Archive for the Music and animation Category

Illustrated Songs and Song Car-Tunes: Cultural Practices and Sound Technology in Early Talkie Animated Films

Abstract: This paper examines early Fleischer animated sound cartoons in the context of relations between cinema and other cultural practices. These Song-Car-Tunes encouraged audience participation through singing along with “the bouncing ball” and drawing conventions of vaudeville and early cinema exhibition, particularly in their adaptation of the pre-cinematic “song slides” or “illustrated songs.” Although they predated cinema, “illustrated songs” were the primary sound-and-image experience of the nickelodeon era. With standardization of musical accompaniment for films by the early teens, “illustrated songs” became obsolete. This paper proposes that in order to reconcile new technology with traditional exhibition practices, the Fleischer Song Car-Tunes adapted these earlier models of exhibition and reception to the new sound processes, through strategies drawing both on ironic and nostalgic re-workings of past conventions.

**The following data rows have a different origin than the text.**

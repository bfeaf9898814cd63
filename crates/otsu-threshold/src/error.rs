//! Error types for otsu-threshold

use thiserror::Error;

/// Errors that can occur during threshold computation
#[derive(Debug, Error)]
pub enum ThresholdError {
    /// Core library error
    #[error("core error: {0}")]
    Core(#[from] otsu_core::Error),

    /// Invalid parameters
    #[error("invalid parameters: {0}")]
    InvalidParameters(String),
}

/// Result type for threshold operations
pub type ThresholdResult<T> = Result<T, ThresholdError>;
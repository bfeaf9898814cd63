//! Otsu - grayscale threshold computation
//!
//! Computes binarization thresholds for 8-bit grayscale images with
//! Otsu's method, at three localities:
//!
//! - a single global threshold for the whole image
//! - an independent threshold per block of a tiled partition
//! - a locally-averaged threshold from overlapping sliding windows
//!
//! Callers supply decoded single-channel pixel data and consume a
//! same-shaped mask; applying the mask (`out = 255 if pixel > mask
//! else 0`) is the caller's comparison.
//!
//! # Example
//!
//! ```
//! use otsu::GrayImage;
//! use otsu::threshold::global_threshold;
//!
//! let image = GrayImage::from_raw(2, 2, vec![10, 10, 200, 200]).unwrap();
//! let mask = global_threshold(&image).unwrap();
//! assert_eq!(mask.get(0, 0).unwrap(), Some(10));
//! ```

// Re-export core types (primary data structures used everywhere)
pub use otsu_core::*;

// Re-export the algorithm crate as a module
pub use otsu_threshold as threshold;
//! Otsu threshold selection
//!
//! Finds the gray level that splits a histogram into two classes with
//! minimal weighted intra-class variance. This is the inner routine every
//! outer algorithm in this crate reuses; it is a pure function of the
//! histogram.

use otsu_core::Histogram;

/// Select the threshold level minimizing intra-class variance.
///
/// For a candidate level `t`, the lower class holds levels `<= t` and the
/// upper class levels `> t`. Candidates that leave either class empty are
/// skipped: a one-sided split has no defined class mean. Among the
/// remaining candidates the one with the smallest weighted intra-class
/// variance wins, ties going to the smallest level.
///
/// Returns `None` when every candidate is skipped, which happens exactly
/// when the histogram has at most one populated bin.
///
/// The scan is a single forward pass: class mass, mean and variance at
/// each candidate are derived from running prefix sums of the probability
/// mass, the level-weighted mass and the squared-level-weighted mass.
///
/// # Examples
///
/// ```
/// use otsu_core::GrayImage;
/// use otsu_threshold::otsu_level;
///
/// let image = GrayImage::from_raw(2, 2, vec![10, 10, 200, 200]).unwrap();
/// assert_eq!(otsu_level(&image.histogram()), Some(10));
///
/// let flat = GrayImage::new_with_value(4, 4, 128).unwrap();
/// assert_eq!(otsu_level(&flat.histogram()), None);
/// ```
pub fn otsu_level(histogram: &Histogram) -> Option<u8> {
    let total = histogram.total();
    if total == 0 {
        return None;
    }
    let n = total as f64;

    // Whole-histogram moment sums; the upper class at each candidate is
    // the complement of the lower prefix.
    let mut sum_all = 0.0f64;
    let mut sum_sq_all = 0.0f64;
    for (level, count) in histogram.iter() {
        let p = count as f64 / n;
        let v = level as f64;
        sum_all += v * p;
        sum_sq_all += v * v * p;
    }

    let mut lower_count = 0u64;
    let mut lower_mass = 0.0f64;
    let mut lower_sum = 0.0f64;
    let mut lower_sum_sq = 0.0f64;

    let mut best: Option<u8> = None;
    let mut best_variance = f64::INFINITY;

    for (level, count) in histogram.iter() {
        let p = count as f64 / n;
        let v = level as f64;
        lower_count += count;
        lower_mass += p;
        lower_sum += v * p;
        lower_sum_sq += v * v * p;

        // The emptiness test runs on integer counts so it is exact.
        if lower_count == 0 || lower_count == total {
            continue;
        }

        let upper_mass = 1.0 - lower_mass;
        let lower_mean = lower_sum / lower_mass;
        let upper_mean = (sum_all - lower_sum) / upper_mass;
        let lower_variance = (lower_sum_sq / lower_mass - lower_mean * lower_mean).max(0.0);
        let upper_variance =
            ((sum_sq_all - lower_sum_sq) / upper_mass - upper_mean * upper_mean).max(0.0);

        let intra = lower_mass * lower_variance + upper_mass * upper_variance;
        if intra < best_variance {
            best_variance = intra;
            best = Some(level);
        }
    }

    best
}
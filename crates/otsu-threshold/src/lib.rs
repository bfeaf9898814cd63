//! otsu-threshold - Otsu threshold selection at three localities
//!
//! This crate computes binarization thresholds for grayscale images using
//! Otsu's method: pick the gray level that minimizes the weighted
//! intra-class variance of the two pixel populations it separates. Three
//! algorithms share that inner selection:
//!
//! - [`global_threshold`] - one level for the whole image
//! - [`block_threshold`] - an independent level per block of a tiled grid
//! - [`window_threshold`] - per-pixel average over overlapping sliding
//!   windows
//!
//! The masks are same-shaped as the input; binarization itself is the
//! caller's comparison (`out = 255 if pixel > mask else 0`).

pub mod block;
mod error;
pub mod global;
pub mod otsu;
pub mod window;

pub use error::{ThresholdError, ThresholdResult};

// Re-export the function surface
pub use block::block_threshold;
pub use global::{global_level, global_threshold};
pub use otsu::otsu_level;
pub use window::window_threshold;
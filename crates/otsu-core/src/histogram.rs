//! Histogram construction for grayscale images
//!
//! Counts pixel value occurrences over the whole image or over a
//! rectangular region. Threshold selection operates on these counts.

use crate::error::{Error, Result};
use crate::gray::GrayImage;
use crate::rect::Rect;
use std::ops::Index;

/// Number of gray levels in an 8-bit image
pub const NUM_LEVELS: usize = 256;

/// A 256-bin frequency histogram of gray levels
///
/// `counts[v]` is the number of sampled pixels with value `v`. The counts
/// sum exactly to the number of pixels in the region the histogram was
/// built from.
#[derive(Debug, Clone, PartialEq, Eq)]
pub struct Histogram {
    counts: [u64; NUM_LEVELS],
}

impl Histogram {
    /// Create a histogram from raw per-level counts
    pub fn from_counts(counts: [u64; NUM_LEVELS]) -> Self {
        Self { counts }
    }

    /// Count for a single gray level
    #[inline]
    pub fn count(&self, level: u8) -> u64 {
        self.counts[level as usize]
    }

    /// All 256 per-level counts, index = gray level
    #[inline]
    pub fn counts(&self) -> &[u64; NUM_LEVELS] {
        &self.counts
    }

    /// Total number of sampled pixels
    pub fn total(&self) -> u64 {
        self.counts.iter().sum()
    }

    /// Iterate over `(level, count)` pairs in ascending level order
    pub fn iter(&self) -> impl Iterator<Item = (u8, u64)> + '_ {
        self.counts
            .iter()
            .enumerate()
            .map(|(level, &count)| (level as u8, count))
    }
}

impl Index<usize> for Histogram {
    type Output = u64;

    fn index(&self, level: usize) -> &u64 {
        &self.counts[level]
    }
}

impl GrayImage {
    /// Get the gray-level histogram of the whole image
    ///
    /// Counts the occurrence of each pixel value. Since images are never
    /// empty, the histogram always holds at least one sample.
    ///
    /// # Examples
    ///
    /// ```
    /// use otsu_core::GrayImage;
    ///
    /// let image = GrayImage::new_with_value(100, 100, 37).unwrap();
    /// let hist = image.histogram();
    /// assert_eq!(hist.count(37), 10000);
    /// assert_eq!(hist.total(), 10000);
    /// ```
    pub fn histogram(&self) -> Histogram {
        let mut counts = [0u64; NUM_LEVELS];
        for &value in self.pixels() {
            counts[value as usize] += 1;
        }
        Histogram::from_counts(counts)
    }

    /// Get the gray-level histogram of a rectangular region
    ///
    /// The region is clipped to the image extent before scanning.
    ///
    /// # Errors
    ///
    /// Returns [`Error::EmptyRegion`] if the clipped region contains no
    /// pixels.
    pub fn histogram_in_rect(&self, region: &Rect) -> Result<Histogram> {
        let clipped = region
            .clip_to(self.width(), self.height())
            .ok_or(Error::EmptyRegion)?;

        let mut counts = [0u64; NUM_LEVELS];
        for y in clipped.y..clipped.bottom() as u32 {
            for x in clipped.x..clipped.right() as u32 {
                counts[self.get_pixel_unchecked(x, y) as usize] += 1;
            }
        }
        Ok(Histogram::from_counts(counts))
    }
}
//! Otsu Core - Basic data structures for threshold computation
//!
//! This crate provides the fundamental data structures used throughout
//! the Otsu thresholding library:
//!
//! - [`GrayImage`] - 8-bit grayscale image (the input)
//! - [`Rect`] - Rectangle regions
//! - [`Histogram`] - 256-bin gray-level frequency histogram
//! - [`ThresholdMask`] - Per-pixel integer threshold levels
//! - [`FMask`] - Floating-point threshold mask

pub mod error;
pub mod fmask;
pub mod gray;
pub mod histogram;
pub mod mask;
pub mod rect;

pub use error::{Error, Result};
pub use fmask::FMask;
pub use gray::GrayImage;
pub use histogram::{Histogram, NUM_LEVELS};
pub use mask::ThresholdMask;
pub use rect::Rect;
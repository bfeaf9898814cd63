//! Sliding-window Otsu thresholding
//!
//! Slides a rectangular window across the image at fixed strides and
//! selects a threshold inside each placement. Where windows overlap, a
//! pixel's final value is the average of every contributing window's
//! level, which smooths the hard block edges the per-block algorithm
//! produces.

use crate::error::{ThresholdError, ThresholdResult};
use crate::global::region_level;
use otsu_core::{FMask, GrayImage, Rect};

/// Compute a sliding-window threshold mask.
///
/// Window placements start at offset 0 and advance by the stride in each
/// axis; the loop bound runs one stride past the last full placement so a
/// trailing partial window still covers the bottom/right edge. Placements
/// are clamped to the image extent. Each placement with a valid Otsu
/// level adds that level to every covered pixel's running sum and bumps
/// the pixel's contribution count; a single-valued window contributes
/// nothing. The final cell is `sum / count` as `f32`.
///
/// Cells without any contribution hold `f32::NAN`. That happens for all
/// cells of a single-valued image, and for coverage gaps when a stride
/// exceeds the window size in that axis.
///
/// # Errors
///
/// Fails with [`ThresholdError::InvalidParameters`] if any window
/// dimension or stride is zero, before any computation is performed.
///
/// # Examples
///
/// ```
/// use otsu_core::GrayImage;
/// use otsu_threshold::window_threshold;
///
/// let image = GrayImage::from_raw(2, 2, vec![10, 10, 200, 200]).unwrap();
/// // One window covering the whole image: the global level everywhere.
/// let mask = window_threshold(&image, 2, 2, 2, 2).unwrap();
/// assert_eq!(mask.get(1, 1).unwrap(), 10.0);
/// ```
pub fn window_threshold(
    image: &GrayImage,
    window_height: u32,
    window_width: u32,
    vertical_stride: u32,
    horizontal_stride: u32,
) -> ThresholdResult<FMask> {
    if window_height < 1 {
        return Err(ThresholdError::InvalidParameters(
            "window height must be at least 1 pixel".to_string(),
        ));
    }
    if window_width < 1 {
        return Err(ThresholdError::InvalidParameters(
            "window width must be at least 1 pixel".to_string(),
        ));
    }
    if vertical_stride < 1 {
        return Err(ThresholdError::InvalidParameters(
            "vertical stride must be at least 1 pixel".to_string(),
        ));
    }
    if horizontal_stride < 1 {
        return Err(ThresholdError::InvalidParameters(
            "horizontal stride must be at least 1 pixel".to_string(),
        ));
    }

    let width = image.width();
    let height = image.height();
    let w = width as i64;
    let h = height as i64;

    // Running per-pixel sum of contributed levels and contribution count.
    // f64 sums keep full precision until the final division, as the
    // windowed-statistics accumulators do.
    let cells = (width as usize) * (height as usize);
    let mut sums = vec![0.0f64; cells];
    let mut counts = vec![0u32; cells];

    // The bounds extend one stride past the last full placement; signed
    // arithmetic because a window may be larger than the image.
    let v_end = h - window_height as i64 + vertical_stride as i64;
    let h_end = w - window_width as i64 + horizontal_stride as i64;

    let mut y0 = 0i64;
    while y0 < v_end {
        let mut x0 = 0i64;
        while x0 < h_end {
            if y0 < h && x0 < w {
                let top = y0 as u32;
                let left = x0 as u32;
                let wh = window_height.min(height - top);
                let ww = window_width.min(width - left);
                let window = Rect::new(left, top, ww, wh);
                if let Some(level) = region_level(image, &window)? {
                    accumulate(&mut sums, &mut counts, width, &window, level);
                }
            }
            x0 += horizontal_stride as i64;
        }
        y0 += vertical_stride as i64;
    }

    let data: Vec<f32> = sums
        .iter()
        .zip(&counts)
        .map(|(&sum, &count)| {
            if count == 0 {
                f32::NAN
            } else {
                (sum / count as f64) as f32
            }
        })
        .collect();

    Ok(FMask::from_data(width, height, data)?)
}

/// Add one window's level to every covered pixel.
fn accumulate(sums: &mut [f64], counts: &mut [u32], width: u32, window: &Rect, level: u8) {
    for y in window.y..window.bottom() as u32 {
        let row = (y as usize) * (width as usize);
        for x in window.x..window.right() as u32 {
            sums[row + x as usize] += level as f64;
            counts[row + x as usize] += 1;
        }
    }
}
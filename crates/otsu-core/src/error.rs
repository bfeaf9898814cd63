//! Error types for otsu-core
//!
//! Provides a unified error type for all operations in the core crate.
//! Each variant captures enough context for diagnostics without exposing
//! internal representation details.

use thiserror::Error;

/// Core error type
#[derive(Error, Debug)]
pub enum Error {
    /// Invalid image dimensions
    #[error("invalid image dimensions: {width}x{height}")]
    InvalidDimension { width: u32, height: u32 },

    /// Pixel buffer length does not match the stated dimensions
    #[error("invalid data length: expected {expected}, got {actual}")]
    InvalidDataLength { expected: usize, actual: usize },

    /// Pixel coordinates out of bounds
    #[error("index out of bounds: ({x}, {y})")]
    IndexOutOfBounds { x: u32, y: u32 },

    /// Region contains no pixels
    #[error("region contains no pixels")]
    EmptyRegion,
}

/// Result type alias for core operations
pub type Result<T> = std::result::Result<T, Error>;
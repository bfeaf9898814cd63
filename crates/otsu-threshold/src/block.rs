//! Per-block Otsu thresholding
//!
//! Partitions the image into a grid of rectangular blocks and selects a
//! threshold for each block independently from its own histogram. Useful
//! when illumination varies across the image and a single global level
//! over- or under-thresholds entire areas.

use crate::error::{ThresholdError, ThresholdResult};
use crate::global::region_level;
use otsu_core::{GrayImage, Rect, ThresholdMask};

/// Compute a per-block threshold mask.
///
/// The image is partitioned into `vertical_segments` rows and
/// `horizontal_segments` columns of blocks. Block sizes are
/// `dimension / segments + 1`, so the grid always covers the full image;
/// trailing blocks are clamped to the image bounds and may be smaller.
/// Blocks are visited row-major, top to bottom then left to right, and
/// every cell of a block receives that block's Otsu level (`None` for a
/// single-valued block).
///
/// # Errors
///
/// Fails with [`ThresholdError::InvalidParameters`] if either segment
/// count is zero, before any computation is performed.
///
/// # Examples
///
/// ```
/// use otsu_core::GrayImage;
/// use otsu_threshold::block_threshold;
///
/// let image = GrayImage::from_raw(2, 2, vec![10, 10, 200, 200]).unwrap();
/// let mask = block_threshold(&image, 1, 1).unwrap();
/// assert_eq!(mask.get(0, 0).unwrap(), Some(10));
/// ```
pub fn block_threshold(
    image: &GrayImage,
    vertical_segments: u32,
    horizontal_segments: u32,
) -> ThresholdResult<ThresholdMask> {
    if vertical_segments < 1 {
        return Err(ThresholdError::InvalidParameters(
            "there must be at least 1 vertical segment".to_string(),
        ));
    }
    if horizontal_segments < 1 {
        return Err(ThresholdError::InvalidParameters(
            "there must be at least 1 horizontal segment".to_string(),
        ));
    }

    let width = image.width();
    let height = image.height();

    // Integer-division-plus-one so that stepping by the block size always
    // covers the full image, even when the dimensions don't divide evenly.
    let block_height = height / vertical_segments + 1;
    let block_width = width / horizontal_segments + 1;

    let mut mask = ThresholdMask::new(width, height)?;

    let mut y0 = 0u32;
    while y0 < height {
        let h = block_height.min(height - y0);
        let mut x0 = 0u32;
        while x0 < width {
            let w = block_width.min(width - x0);
            let block = Rect::new(x0, y0, w, h);
            let level = region_level(image, &block)?;
            mask.fill_rect(&block, level);
            x0 += block_width;
        }
        y0 += block_height;
    }

    Ok(mask)
}
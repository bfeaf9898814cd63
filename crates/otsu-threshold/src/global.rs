//! Global Otsu thresholding
//!
//! One histogram, one selected level, broadcast over the whole image.
//! The per-block and sliding-window algorithms apply exactly this
//! computation to their sub-regions.

use crate::error::ThresholdResult;
use crate::otsu::otsu_level;
use otsu_core::{GrayImage, Rect, ThresholdMask};

/// Otsu level of a rectangular sub-region.
///
/// `Ok(None)` means the region holds a single gray level and has no valid
/// split. Fails when the clipped region contains no pixels.
pub(crate) fn region_level(image: &GrayImage, region: &Rect) -> ThresholdResult<Option<u8>> {
    let histogram = image.histogram_in_rect(region)?;
    Ok(otsu_level(&histogram))
}

/// Otsu level of the whole image.
///
/// `None` means the image holds a single gray level and has no valid
/// split.
///
/// # Examples
///
/// ```
/// use otsu_core::GrayImage;
/// use otsu_threshold::global_level;
///
/// let image = GrayImage::from_raw(2, 2, vec![10, 10, 200, 200]).unwrap();
/// assert_eq!(global_level(&image), Some(10));
/// ```
pub fn global_level(image: &GrayImage) -> Option<u8> {
    otsu_level(&image.histogram())
}

/// Compute a uniform threshold mask for the whole image.
///
/// Every cell of the returned mask holds the same value: the Otsu level
/// of the full-image histogram, or `None` for a single-valued image.
/// A caller binarizes with `out = 255 if pixel > mask else 0`.
///
/// # Examples
///
/// ```
/// use otsu_core::GrayImage;
/// use otsu_threshold::global_threshold;
///
/// let image = GrayImage::from_raw(2, 2, vec![10, 10, 200, 200]).unwrap();
/// let mask = global_threshold(&image).unwrap();
/// assert_eq!(mask.get(1, 1).unwrap(), Some(10));
/// ```
pub fn global_threshold(image: &GrayImage) -> ThresholdResult<ThresholdMask> {
    let level = global_level(image);
    Ok(ThresholdMask::uniform(image.width(), image.height(), level)?)
}
//! Session statistics tracking
//!
//! Counters are written from the delivery thread and read from callers, so
//! they are plain atomics. Rates are measured from the most recent start.

use std::sync::atomic::{AtomicU64, Ordering};
use std::time::{Duration, Instant};

use parking_lot::Mutex;
use serde::Serialize;
use tracing::info;

#[derive(Debug, Clone, Copy, Default, PartialEq, Serialize)]
pub struct StatsSnapshot {
    pub records: u64,
    pub bytes: u64,
    pub events: u64,
    pub heartbeats: u64,
    pub dispatch_errors: u64,
    pub callback_faults: u64,
    pub restarts: u64,
    pub starts: u64,
    pub records_per_sec: f64,
}

#[derive(Debug, Default)]
pub struct SessionStats {
    started_at: Mutex<Option<Instant>>,
    records: AtomicU64,
    bytes: AtomicU64,
    events: AtomicU64,
    heartbeats: AtomicU64,
    dispatch_errors: AtomicU64,
    callback_faults: AtomicU64,
    restarts: AtomicU64,
    starts: AtomicU64,
}

impl SessionStats {
    pub fn new() -> Self {
        Self::default()
    }

    /// Mark the start of a delivery loop
    pub fn on_start(&self) {
        *self.started_at.lock() = Some(Instant::now());
        self.starts.fetch_add(1, Ordering::Relaxed);
    }

    pub fn record_delivered(&self, size: usize) {
        self.records.fetch_add(1, Ordering::Relaxed);
        self.bytes.fetch_add(size as u64, Ordering::Relaxed);
    }

    pub fn record_event(&self) {
        self.events.fetch_add(1, Ordering::Relaxed);
    }

    pub fn record_heartbeat(&self) {
        self.heartbeats.fetch_add(1, Ordering::Relaxed);
    }

    pub fn record_dispatch_error(&self) {
        self.dispatch_errors.fetch_add(1, Ordering::Relaxed);
    }

    pub fn record_callback_fault(&self) {
        self.callback_faults.fetch_add(1, Ordering::Relaxed);
    }

    pub fn record_restart(&self) {
        self.restarts.fetch_add(1, Ordering::Relaxed);
    }

    pub fn elapsed(&self) -> Option<Duration> {
        self.started_at.lock().map(|st| st.elapsed())
    }

    /// Records per second since the last start
    pub fn records_per_sec(&self) -> f64 {
        match self.elapsed() {
            Some(elapsed) if elapsed.as_secs_f64() > 0.0 => {
                self.records.load(Ordering::Relaxed) as f64 / elapsed.as_secs_f64()
            }
            _ => 0.0,
        }
    }

    pub fn snapshot(&self) -> StatsSnapshot {
        StatsSnapshot {
            records: self.records.load(Ordering::Relaxed),
            bytes: self.bytes.load(Ordering::Relaxed),
            events: self.events.load(Ordering::Relaxed),
            heartbeats: self.heartbeats.load(Ordering::Relaxed),
            dispatch_errors: self.dispatch_errors.load(Ordering::Relaxed),
            callback_faults: self.callback_faults.load(Ordering::Relaxed),
            restarts: self.restarts.load(Ordering::Relaxed),
            starts: self.starts.load(Ordering::Relaxed),
            records_per_sec: self.records_per_sec(),
        }
    }

    /// Emit a one-line summary at info level
    pub fn log_summary(&self) {
        let s = self.snapshot();
        info!(
            records = s.records,
            bytes = s.bytes,
            events = s.events,
            heartbeats = s.heartbeats,
            dispatch_errors = s.dispatch_errors,
            callback_faults = s.callback_faults,
            restarts = s.restarts,
            starts = s.starts,
            records_per_sec = format_args!("{:.2}", s.records_per_sec),
            "session statistics"
        );
    }
}

#[cfg(test)]
mod tests {
    use super::*;

    #[test]
    fn test_record_delivered() {
        let stats = SessionStats::new();
        stats.record_delivered(48);
        stats.record_delivered(176);
        let snap = stats.snapshot();
        assert_eq!(snap.records, 2);
        assert_eq!(snap.bytes, 224);
    }

    #[test]
    fn test_rate_is_zero_before_start() {
        let stats = SessionStats::new();
        stats.record_delivered(48);
        assert_eq!(stats.records_per_sec(), 0.0);
        assert!(stats.elapsed().is_none());
    }

    #[test]
    fn test_fault_counters() {
        let stats = SessionStats::new();
        stats.on_start();
        stats.record_dispatch_error();
        stats.record_callback_fault();
        stats.record_callback_fault();
        stats.record_restart();
        let snap = stats.snapshot();
        assert_eq!(snap.starts, 1);
        assert_eq!(snap.dispatch_errors, 1);
        assert_eq!(snap.callback_faults, 2);
        assert_eq!(snap.restarts, 1);
    }
}
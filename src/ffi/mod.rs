//! C ABI surface
//!
//! Conventions shared by every `fb_*` function:
//! - handles are opaque pointers checked against a registry before use
//! - fallible calls return `0` or a negative status, or NULL for handles
//! - on failure the message is left in the calling thread's error slot
//! - panics never cross the boundary

pub mod builder;
pub mod error;
mod handles;
pub mod session;
mod trampoline;
pub mod types;

use std::any::Any;
use std::ffi::{c_char, c_int, CStr};
use std::panic::{self, AssertUnwindSafe};
use std::ptr;

use tracing::debug;

use crate::error::{BridgeError, Result, STATUS_OK};
use crate::logging;

pub use error::{fb_last_error, last_error};

fn panic_message(payload: &(dyn Any + Send)) -> String {
    if let Some(s) = payload.downcast_ref::<&str>() {
        (*s).to_string()
    } else if let Some(s) = payload.downcast_ref::<String>() {
        s.clone()
    } else {
        "panic with non-string payload".to_string()
    }
}

/// Run `body` behind the boundary: clear the error slot, catch panics, and
/// record the failure message
fn guard<T>(op: &'static str, body: impl FnOnce() -> Result<T>) -> Result<T> {
    error::clear_error();
    let outcome = match panic::catch_unwind(AssertUnwindSafe(body)) {
        Ok(result) => result,
        Err(payload) => Err(BridgeError::Internal {
            op,
            message: panic_message(&*payload),
        }),
    };
    if let Err(e) = &outcome {
        debug!(op, error = %e, "boundary call failed");
        error::record_error(e);
    }
    outcome
}

pub(crate) fn status(op: &'static str, body: impl FnOnce() -> Result<()>) -> c_int {
    match guard(op, body) {
        Ok(()) => STATUS_OK,
        Err(e) => e.status_code(),
    }
}

pub(crate) fn handle<T>(op: &'static str, body: impl FnOnce() -> Result<*mut T>) -> *mut T {
    guard(op, body).unwrap_or(ptr::null_mut())
}

/// For calls whose only failure channel is the error slot
pub(crate) fn void(op: &'static str, body: impl FnOnce() -> Result<()>) {
    let _ = guard(op, body);
}

/// Borrow a NUL-terminated UTF-8 argument
pub(crate) unsafe fn c_str<'a>(ptr: *const c_char, name: &'static str) -> Result<&'a str> {
    if ptr.is_null() {
        return Err(BridgeError::NullArgument(name));
    }
    CStr::from_ptr(ptr)
        .to_str()
        .map_err(|_| BridgeError::InvalidArgument(format!("{name} is not valid UTF-8")))
}

/// Install the stock log formatter. NULL reads `RUST_LOG`.
#[no_mangle]
pub unsafe extern "C" fn fb_logging_init(filter: *const c_char) -> c_int {
    status("fb_logging_init", || {
        let filter = if filter.is_null() {
            None
        } else {
            Some(c_str(filter, "filter")?)
        };
        logging::init(filter)
    })
}

#[cfg(test)]
mod tests {
    use super::*;
    use crate::error::STATUS_INTERNAL;

    #[test]
    fn test_guard_converts_panic() {
        let code = status("test_op", || panic!("boom"));
        assert_eq!(code, STATUS_INTERNAL);
        let message = last_error().unwrap();
        assert!(message.contains("test_op"));
        assert!(message.contains("boom"));
    }

    #[test]
    fn test_success_clears_previous_error() {
        status("failing", || Err(BridgeError::NullArgument("api_key")));
        assert_eq!(last_error().as_deref(), Some("api_key pointer is null"));
        assert_eq!(status("ok", || Ok(())), STATUS_OK);
        assert_eq!(last_error(), None);
    }
}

Biographical Statement: Mark Langer teaches Film Studies at Carleton University. He is author of The Fleischer Project, forthcoming from University of California Press, and has curated numerous Fleischer programs at venues such as The Museum of Modern Art, Il Giornate del Cinema Muto, the Cinematheque Francaise and the Los Angeles County Museum of Art. His essays have been published by Cinema Journal, Film History, Animation History, Screen and others.

Punctured Performances

Abstract: In Hollywood theatrical cartoons of the “Punctured Performance” sub-genre, the comedy arises directly from the performance of a piece of music and the attempts to interrupt or co-opt it by a character not originally involved in the performance. The playing of music itself turns into a competition, a conflict both of styles of music and of classes of characters. This paper will employ a structural analysis modified from the work of Vladimir Propp, delineate this sub-genre’s iconography, examine its appeal both to the animators creating it and to its spectators, and discuss its similarities to/distinction from a related sub-genre.

Biographical Statement: Richard J. Leskosky is the Interim Director of the Unit for Cinema Studies of the University of Illinois at Urbana-Champaign and a past president of the Society for Animation Studies. For about 15 years he has been researching and writing on various sub-genres and their structures in Hollywood theatrical cartoons, several of which he has discussed at previous SAS conferences.